The four original members of Elsinore, three of whom were music majors at a small state school, met in downstate Illinois. After minor Midwest touring the band recorded their first full-length, Nothing For Design (2005). Not long after, Elsinore abandoned their rootsy Americana sound, cased their acoustics, and went electric. While still midwest-identified Illinois boys, they discovered even deeper roots—in Liverpool. Meet Elsinore international, still fluent in the U.S. idiom, now mastering the international language of Pop. And meet two new friends: producers Anthony Gravino and Adam Schmitt (90s major label Pop genius!).
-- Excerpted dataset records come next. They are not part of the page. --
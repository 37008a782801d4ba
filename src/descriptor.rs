//! Type descriptors for native memory regions.
//!
//! A descriptor names the layout of a region: a primitive kind, a fixed
//! array of a kind, a typed pointer cell, an array of pointer cells, or a
//! named-field record. Every descriptor maps to a fixed platform byte
//! width and alignment; the marshaler is always told the descriptor
//! explicitly and never infers it from a host value's representation.
//!
//! Descriptor strings follow a C-like grammar: a base kind keyword
//! (`int8_t`, `uint32_t`, `float`, `double`, `long double`, `bool`,
//! `char`), an optional `*` for pointers, and an optional `[n]` suffix
//! for fixed arrays (`int32_t[3]`, `char *`, `char *[2]`).

use std::fmt;
use std::mem;

use crate::error::{InteropError, InteropResult};
use crate::record::RecordLayout;

/// Primitive kinds supported by the marshaler
#[derive(Debug, Clone, Copy, PartialEq, Eq, Hash)]
pub enum Primitive {
    /// 8-bit signed integer
    I8,
    /// 8-bit unsigned integer
    U8,
    /// 16-bit signed integer
    I16,
    /// 16-bit unsigned integer
    U16,
    /// 32-bit signed integer
    I32,
    /// 32-bit unsigned integer
    U32,
    /// 64-bit signed integer
    I64,
    /// 64-bit unsigned integer
    U64,
    /// 32-bit floating point
    F32,
    /// 64-bit floating point
    F64,
    /// Extended float (C `long double`). Occupies a 16-byte slot but
    /// marshals through host `f64`; the extra bits of the native
    /// extended format are not materialized.
    F80,
    /// One-byte boolean
    Bool,
    /// One-byte character
    Char,
}

impl Primitive {
    /// Byte width of one element of this kind
    pub fn width(&self) -> usize {
        match self {
            Primitive::I8 | Primitive::U8 | Primitive::Bool | Primitive::Char => 1,
            Primitive::I16 | Primitive::U16 => 2,
            Primitive::I32 | Primitive::U32 | Primitive::F32 => 4,
            Primitive::I64 | Primitive::U64 | Primitive::F64 => 8,
            // x86-64 SysV long double storage size
            Primitive::F80 => 16,
        }
    }

    /// Required alignment of this kind (widths are powers of two)
    pub fn align(&self) -> usize {
        self.width()
    }

    /// Check if this kind is an integer kind
    pub fn is_integer(&self) -> bool {
        matches!(
            self,
            Primitive::I8
                | Primitive::U8
                | Primitive::I16
                | Primitive::U16
                | Primitive::I32
                | Primitive::U32
                | Primitive::I64
                | Primitive::U64
        )
    }

    /// Check if this kind is a floating point kind
    pub fn is_float(&self) -> bool {
        matches!(self, Primitive::F32 | Primitive::F64 | Primitive::F80)
    }

    /// Check if this kind is signed
    pub fn is_signed(&self) -> bool {
        matches!(
            self,
            Primitive::I8 | Primitive::I16 | Primitive::I32 | Primitive::I64
        ) || self.is_float()
    }

    /// The C keyword for this kind
    pub fn keyword(&self) -> &'static str {
        match self {
            Primitive::I8 => "int8_t",
            Primitive::U8 => "uint8_t",
            Primitive::I16 => "int16_t",
            Primitive::U16 => "uint16_t",
            Primitive::I32 => "int32_t",
            Primitive::U32 => "uint32_t",
            Primitive::I64 => "int64_t",
            Primitive::U64 => "uint64_t",
            Primitive::F32 => "float",
            Primitive::F64 => "double",
            Primitive::F80 => "long double",
            Primitive::Bool => "bool",
            Primitive::Char => "char",
        }
    }

    /// Parse a base kind keyword
    pub fn from_keyword(s: &str) -> Option<Self> {
        match s.trim() {
            "int8_t" | "i8" | "int8" => Some(Primitive::I8),
            "uint8_t" | "u8" | "uint8" => Some(Primitive::U8),
            "int16_t" | "i16" | "int16" => Some(Primitive::I16),
            "uint16_t" | "u16" | "uint16" => Some(Primitive::U16),
            "int32_t" | "i32" | "int32" | "int" => Some(Primitive::I32),
            "uint32_t" | "u32" | "uint32" => Some(Primitive::U32),
            "int64_t" | "i64" | "int64" | "long" => Some(Primitive::I64),
            "uint64_t" | "u64" | "uint64" => Some(Primitive::U64),
            "float" | "f32" => Some(Primitive::F32),
            "double" | "f64" => Some(Primitive::F64),
            "long double" | "ldouble" | "f80" => Some(Primitive::F80),
            "bool" | "_Bool" => Some(Primitive::Bool),
            "char" => Some(Primitive::Char),
            _ => None,
        }
    }
}

impl fmt::Display for Primitive {
    fn fmt(&self, f: &mut fmt::Formatter<'_>) -> fmt::Result {
        f.write_str(self.keyword())
    }
}

/// Layout descriptor for a native memory region
#[derive(Debug, Clone, PartialEq)]
pub enum Descriptor {
    /// One element of a primitive kind
    Scalar(Primitive),
    /// `n` contiguous elements of the same kind, `n > 0`
    Array(Primitive, usize),
    /// One pointer cell typed as pointer-to-kind
    Pointer(Primitive),
    /// `n` contiguous pointer cells typed as pointer-to-kind
    PointerArray(Primitive, usize),
    /// Named-field record with C struct layout
    Record(RecordLayout),
}

impl Descriptor {
    /// Total byte size of a region with this descriptor
    pub fn byte_len(&self) -> usize {
        match self {
            Descriptor::Scalar(p) => p.width(),
            Descriptor::Array(p, n) => p.width() * n,
            Descriptor::Pointer(_) => mem::size_of::<usize>(),
            Descriptor::PointerArray(_, n) => mem::size_of::<usize>() * n,
            Descriptor::Record(r) => r.byte_len(),
        }
    }

    /// Required alignment of a region with this descriptor
    pub fn align(&self) -> usize {
        match self {
            Descriptor::Scalar(p) | Descriptor::Array(p, _) => p.align(),
            Descriptor::Pointer(_) | Descriptor::PointerArray(_, _) => mem::align_of::<usize>(),
            Descriptor::Record(r) => r.align(),
        }
    }

    /// Number of addressable elements.
    ///
    /// Scalars and records count as one. A bare pointer cell counts as
    /// zero: it is the representation of an empty array and has no
    /// indexable elements.
    pub fn len(&self) -> usize {
        match self {
            Descriptor::Scalar(_) | Descriptor::Record(_) => 1,
            Descriptor::Array(_, n) | Descriptor::PointerArray(_, n) => *n,
            Descriptor::Pointer(_) => 0,
        }
    }

    /// Check if the descriptor has no addressable elements
    pub fn is_empty(&self) -> bool {
        self.len() == 0
    }

    /// Byte distance between consecutive elements
    pub(crate) fn stride(&self) -> usize {
        match self {
            Descriptor::Scalar(p) | Descriptor::Array(p, _) => p.width(),
            Descriptor::Pointer(_) | Descriptor::PointerArray(_, _) => mem::size_of::<usize>(),
            Descriptor::Record(r) => r.byte_len(),
        }
    }

    /// The primitive kind of the elements, if any (records have none)
    pub fn element(&self) -> Option<Primitive> {
        match self {
            Descriptor::Scalar(p)
            | Descriptor::Array(p, _)
            | Descriptor::Pointer(p)
            | Descriptor::PointerArray(p, _) => Some(*p),
            Descriptor::Record(_) => None,
        }
    }

    /// Check if this descriptor is pointer-shaped
    pub fn is_pointer(&self) -> bool {
        matches!(
            self,
            Descriptor::Pointer(_) | Descriptor::PointerArray(_, _)
        )
    }

    /// Parse a descriptor string in the C-like grammar.
    ///
    /// Record descriptors are built programmatically through
    /// [`RecordLayout`] and have no string form here.
    pub fn parse(s: &str) -> InteropResult<Self> {
        let input = s.trim();

        let (head, count) = match input.find('[') {
            Some(i) => {
                let inner = input[i + 1..]
                    .strip_suffix(']')
                    .ok_or_else(|| InteropError::MalformedDescriptor(s.to_string()))?;
                let n: usize = inner
                    .trim()
                    .parse()
                    .map_err(|_| InteropError::MalformedDescriptor(s.to_string()))?;
                (input[..i].trim_end(), Some(n))
            }
            None => (input, None),
        };

        let (base, pointer) = match head.strip_suffix('*') {
            Some(b) => (b.trim_end(), true),
            None => (head, false),
        };

        let kind = Primitive::from_keyword(base)
            .ok_or_else(|| InteropError::MalformedDescriptor(s.to_string()))?;

        match (pointer, count) {
            (false, None) => Ok(Descriptor::Scalar(kind)),
            // The allocator disallows zero-length fixed arrays.
            (_, Some(0)) => Err(InteropError::MalformedDescriptor(s.to_string())),
            (false, Some(n)) => Ok(Descriptor::Array(kind, n)),
            (true, None) => Ok(Descriptor::Pointer(kind)),
            (true, Some(n)) => Ok(Descriptor::PointerArray(kind, n)),
        }
    }
}

impl fmt::Display for Descriptor {
    fn fmt(&self, f: &mut fmt::Formatter<'_>) -> fmt::Result {
        match self {
            Descriptor::Scalar(p) => write!(f, "{}", p),
            Descriptor::Array(p, n) => write!(f, "{}[{}]", p, n),
            Descriptor::Pointer(p) => write!(f, "{} *", p),
            Descriptor::PointerArray(p, n) => write!(f, "{} *[{}]", p, n),
            Descriptor::Record(r) => write!(f, "{}", r),
        }
    }
}

#[cfg(test)]
mod tests {
    use super::*;

    #[test]
    fn test_primitive_widths() {
        assert_eq!(Primitive::I8.width(), 1);
        assert_eq!(Primitive::U16.width(), 2);
        assert_eq!(Primitive::F32.width(), 4);
        assert_eq!(Primitive::U64.width(), 8);
        assert_eq!(Primitive::F80.width(), 16);
        assert_eq!(Primitive::Bool.width(), 1);
        assert_eq!(Primitive::Char.width(), 1);
    }

    #[test]
    fn test_primitive_properties() {
        assert!(Primitive::U64.is_integer());
        assert!(!Primitive::U64.is_float());
        assert!(!Primitive::U64.is_signed());

        assert!(Primitive::I32.is_signed());
        assert!(Primitive::F64.is_float());
        assert!(Primitive::F64.is_signed());
        assert!(!Primitive::Char.is_integer());
    }

    #[test]
    fn test_keyword_parsing() {
        assert_eq!(Primitive::from_keyword("int8_t"), Some(Primitive::I8));
        assert_eq!(Primitive::from_keyword("uint32_t"), Some(Primitive::U32));
        assert_eq!(Primitive::from_keyword("double"), Some(Primitive::F64));
        assert_eq!(Primitive::from_keyword("long double"), Some(Primitive::F80));
        assert_eq!(Primitive::from_keyword("int"), Some(Primitive::I32));
        assert_eq!(Primitive::from_keyword("invalid"), None);
    }

    #[test]
    fn test_descriptor_parse() {
        assert_eq!(
            Descriptor::parse("int32_t").unwrap(),
            Descriptor::Scalar(Primitive::I32)
        );
        assert_eq!(
            Descriptor::parse("char[5]").unwrap(),
            Descriptor::Array(Primitive::Char, 5)
        );
        assert_eq!(
            Descriptor::parse("char *").unwrap(),
            Descriptor::Pointer(Primitive::Char)
        );
        assert_eq!(
            Descriptor::parse("char *[2]").unwrap(),
            Descriptor::PointerArray(Primitive::Char, 2)
        );
        assert_eq!(
            Descriptor::parse("uint8_t*").unwrap(),
            Descriptor::Pointer(Primitive::U8)
        );

        assert!(Descriptor::parse("int32_t[0]").is_err());
        assert!(Descriptor::parse("int32_t[").is_err());
        assert!(Descriptor::parse("quux").is_err());
    }

    #[test]
    fn test_descriptor_display_roundtrip() {
        for d in [
            Descriptor::Scalar(Primitive::F80),
            Descriptor::Array(Primitive::I16, 7),
            Descriptor::Pointer(Primitive::Char),
            Descriptor::PointerArray(Primitive::Char, 3),
        ] {
            assert_eq!(Descriptor::parse(&d.to_string()).unwrap(), d);
        }
    }

    #[test]
    fn test_descriptor_sizes() {
        assert_eq!(Descriptor::Scalar(Primitive::I32).byte_len(), 4);
        assert_eq!(Descriptor::Array(Primitive::I16, 3).byte_len(), 6);
        assert_eq!(
            Descriptor::Pointer(Primitive::Char).byte_len(),
            mem::size_of::<usize>()
        );
        assert_eq!(
            Descriptor::PointerArray(Primitive::Char, 2).byte_len(),
            2 * mem::size_of::<usize>()
        );
    }

    #[test]
    fn test_descriptor_len() {
        assert_eq!(Descriptor::Scalar(Primitive::I32).len(), 1);
        assert_eq!(Descriptor::Array(Primitive::I32, 4).len(), 4);
        // A bare pointer is the empty-array representation.
        assert_eq!(Descriptor::Pointer(Primitive::I32).len(), 0);
        assert!(Descriptor::Pointer(Primitive::I32).is_empty());
    }
}
pub mod entity {
    use serde::{Deserialize, Serialize};

    pub type AttendeeId = String;

    /// The two-valued partition pairings must cross. Conventionally mapped
    /// from whatever binary attribute the caller uses (e.g. gender).
    #[derive(Debug, Clone, Copy, PartialEq, Eq, Hash, Serialize, Deserialize)]
    pub enum Category {
        A,
        B,
    }

    impl std::fmt::Display for Category {
        fn fmt(&self, f: &mut std::fmt::Formatter<'_>) -> std::fmt::Result {
            match self {
                Category::A => write!(f, "A"),
                Category::B => write!(f, "B"),
            }
        }
    }

    /// One participant for the duration of a scheduling run.
    ///
    /// `id`, `name`, `age` and `category` are never mutated by the
    /// scheduler; the counters and `date_history` are its bookkeeping.
    #[derive(Debug, Clone, PartialEq, Serialize, Deserialize)]
    pub struct Attendee {
        pub id: AttendeeId,
        pub name: String,
        pub age: u32,
        pub category: Category,
        #[serde(default)]
        pub bye_count: u32,
        #[serde(default)]
        pub consecutive_byes: u32,
        #[serde(default)]
        pub date_history: Vec<String>,
    }

    impl Attendee {
        pub fn new(
            id: impl Into<AttendeeId>,
            name: impl Into<String>,
            age: u32,
            category: Category,
        ) -> Attendee {
            Attendee {
                id: id.into(),
                name: name.into(),
                age,
                category,
                bye_count: 0,
                consecutive_byes: 0,
                date_history: Vec::new(),
            }
        }
    }
}

pub mod history {
    use std::collections::HashSet;

    use super::entity::AttendeeId;

    /// The accumulating record of (A-id, B-id) combinations already used,
    /// consulted to discourage repeats. Keys are ordered: category A first.
    #[derive(Debug, Clone, Default, PartialEq)]
    pub struct SeenPairs(HashSet<(AttendeeId, AttendeeId)>);

    impl SeenPairs {
        pub fn new() -> SeenPairs {
            SeenPairs::default()
        }

        pub fn seed(pairs: impl IntoIterator<Item = (AttendeeId, AttendeeId)>) -> SeenPairs {
            SeenPairs(pairs.into_iter().collect())
        }

        pub fn contains(&self, a_id: &str, b_id: &str) -> bool {
            self.0.contains(&(a_id.to_owned(), b_id.to_owned()))
        }

        pub fn insert(&mut self, a_id: AttendeeId, b_id: AttendeeId) {
            self.0.insert((a_id, b_id));
        }

        pub fn len(&self) -> usize {
            self.0.len()
        }

        pub fn is_empty(&self) -> bool {
            self.0.is_empty()
        }
    }
}

pub mod outcome {
    use serde::{Deserialize, Serialize};

    use super::entity::{Attendee, AttendeeId};

    /// One category-A attendee matched with one category-B attendee.
    #[derive(Debug, Clone, PartialEq, Serialize, Deserialize)]
    pub struct Pairing {
        pub round: u32,
        pub a_id: AttendeeId,
        pub b_id: AttendeeId,
        pub a_name: String,
        pub b_name: String,
        pub a_age: u32,
        pub b_age: u32,
        pub age_diff: u32,
        pub cost: f64,
    }

    /// An attendee sitting out a round, with the penalty that was charged
    /// for the bye slot in the assignment.
    #[derive(Debug, Clone, PartialEq, Serialize, Deserialize)]
    pub struct Bye {
        pub round: u32,
        pub attendee_id: AttendeeId,
        pub attendee_name: String,
        pub penalty: f64,
    }

    /// Pairings plus byes account for every attendee exactly once.
    #[derive(Debug, Clone, PartialEq, Serialize, Deserialize)]
    pub struct RoundResult {
        pub round: u32,
        pub pairings: Vec<Pairing>,
        pub byes: Vec<Bye>,
    }

    /// Everything a run produced: the rounds in order, and the final
    /// attendee snapshots (counters and date histories as of the last
    /// round). The caller's own roster objects are never touched.
    #[derive(Debug, Clone, PartialEq, Serialize, Deserialize)]
    pub struct ScheduleOutcome {
        pub rounds: Vec<RoundResult>,
        pub attendees: Vec<Attendee>,
    }
}
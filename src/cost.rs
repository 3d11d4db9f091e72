//! Compatibility cost model and bye penalty.
//!
//! All thresholds and coefficients here are fixed policy constants of the
//! product, not tunables.

use crate::model::entity::Attendee;
use crate::model::history::SeenPairs;

pub type Cost = f64;

/// Steep penalty for a pair that has already been used. Not a hard
/// constraint: the solver can still be forced into it when no alternative
/// exists (e.g. a 1x1 roster).
pub const FORBIDDEN_PENALTY: Cost = 1_000_000.0;

/// Age gaps up to this many years (either direction) cost nothing.
pub const COMPATIBILITY_BAND: i64 = 10;

const EXP_DIVISOR: f64 = 2.0;

const BYE_BASE: Cost = 50.0;
const BYE_PER_BYE: Cost = 30.0;
const BYE_PER_CONSECUTIVE: Cost = 70.0;

/// Cost of pairing a category-A attendee with a category-B attendee.
///
/// Zero inside the compatibility band; beyond it the penalty is linear when
/// A is the older one and exponential when B is. The asymmetry is
/// deliberate.
pub fn pairing_cost(a: &Attendee, b: &Attendee, seen: &SeenPairs) -> Cost {
    if seen.contains(&a.id, &b.id) {
        return FORBIDDEN_PENALTY;
    }
    let age_diff = b.age as i64 - a.age as i64; // positive if B is older
    if age_diff.abs() <= COMPATIBILITY_BAND {
        0.0
    } else if age_diff < 0 {
        ((-age_diff) - COMPATIBILITY_BAND) as Cost
    } else {
        (((age_diff - COMPATIBILITY_BAND) as f64) / EXP_DIVISOR).exp() - 1.0
    }
}

/// Penalty for sitting this attendee out, evaluated on the counters as they
/// stand before the bye is applied. Grows with every bye taken and faster
/// with back-to-back byes.
pub fn bye_penalty(attendee: &Attendee) -> Cost {
    BYE_BASE
        + BYE_PER_BYE * attendee.bye_count as Cost
        + BYE_PER_CONSECUTIVE * attendee.consecutive_byes as Cost
}

#[cfg(test)]
mod tests {
    use super::*;
    use crate::model::entity::{Attendee, Category};

    fn a(age: u32) -> Attendee {
        Attendee::new("a1", "Ann", age, Category::A)
    }

    fn b(age: u32) -> Attendee {
        Attendee::new("b1", "Ben", age, Category::B)
    }

    #[test]
    fn within_band_is_free_in_both_directions() {
        let seen = SeenPairs::new();
        assert_eq!(pairing_cost(&a(30), &b(40), &seen), 0.0);
        assert_eq!(pairing_cost(&a(40), &b(30), &seen), 0.0);
        assert_eq!(pairing_cost(&a(30), &b(30), &seen), 0.0);
    }

    #[test]
    fn linear_branch_when_a_is_older() {
        let seen = SeenPairs::new();
        // A is 20 years older: cost = 20 - 10.
        assert_eq!(pairing_cost(&a(50), &b(30), &seen), 10.0);
        assert_eq!(pairing_cost(&a(41), &b(30), &seen), 1.0);
    }

    #[test]
    fn exponential_branch_when_b_is_older() {
        let seen = SeenPairs::new();
        // B is 20 years older: cost = exp(5) - 1.
        let cost = pairing_cost(&a(30), &b(50), &seen);
        assert!((cost - (5.0f64.exp() - 1.0)).abs() < 1e-9);
    }

    #[test]
    fn penalty_is_asymmetric_around_the_band() {
        let seen = SeenPairs::new();
        let b_older = pairing_cost(&a(30), &b(50), &seen);
        let a_older = pairing_cost(&a(50), &b(30), &seen);
        assert!(b_older > a_older);
    }

    #[test]
    fn seen_pair_costs_the_forbidden_penalty() {
        let seen = SeenPairs::seed([("a1".to_owned(), "b1".to_owned())]);
        assert_eq!(pairing_cost(&a(30), &b(30), &seen), FORBIDDEN_PENALTY);
        // Only the ordered (A, B) key matters.
        let reversed = SeenPairs::seed([("b1".to_owned(), "a1".to_owned())]);
        assert_eq!(pairing_cost(&a(30), &b(30), &reversed), 0.0);
    }

    #[test]
    fn bye_penalty_grows_with_counters() {
        let fresh = a(30);
        assert_eq!(bye_penalty(&fresh), 50.0);

        let mut tired = a(30);
        tired.bye_count = 2;
        tired.consecutive_byes = 1;
        assert_eq!(bye_penalty(&tired), 180.0);
        assert!(bye_penalty(&tired) > bye_penalty(&fresh));
    }
}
Working between Gravino’s Chicago studio and Schmitt’s Urbana studio, over the course of a dedicated two and a half years (an estimated 1,000 hours of studio time interspersed with over 200 live shows from coast to coast), they produced the head-turning 2010 album Yes Yes Yes.
Indefatigable talent Ryan Groff penned a new book of songs while weathering a series of life-bending personal trials: coast-to-coast tours, childbirth, a near-death experience of the now ex-drummer, and winter-born interpersonal tension. With newfound ally: seasoned, visionary producer Beau Sorenson (Death Cab for Cutie, Bob Mould, Superchunk, Sparklehorse), five days before entering the recording studio to commit the implosive new material to tape, the eight-year-old quartet unexpectedly found itself a duo. Turning tragedy into opportunity, Sorenson, Groff, and Elsinore keyboardist Mark Woolwine approached long-time musical crushes drummer James Treichler and bassist Brad Threlkeld. The new rhythm section accepted, strapped themselves into Groff/Woolwine’s meteoric musical rocketship, and the five-man supergroup entered Mark Rubel’s Pogo Studio.
Maybe there’s something about the tornadic midwest that transforms humble musicians into song monsters capable of explosive, emotive eruption. The ever-resilient Elsinore, for a moment on the ropes, has bounced back swinging. The brave next leap for an upward-bound band, PUSH/PULL parts the curtains on a new sunrise.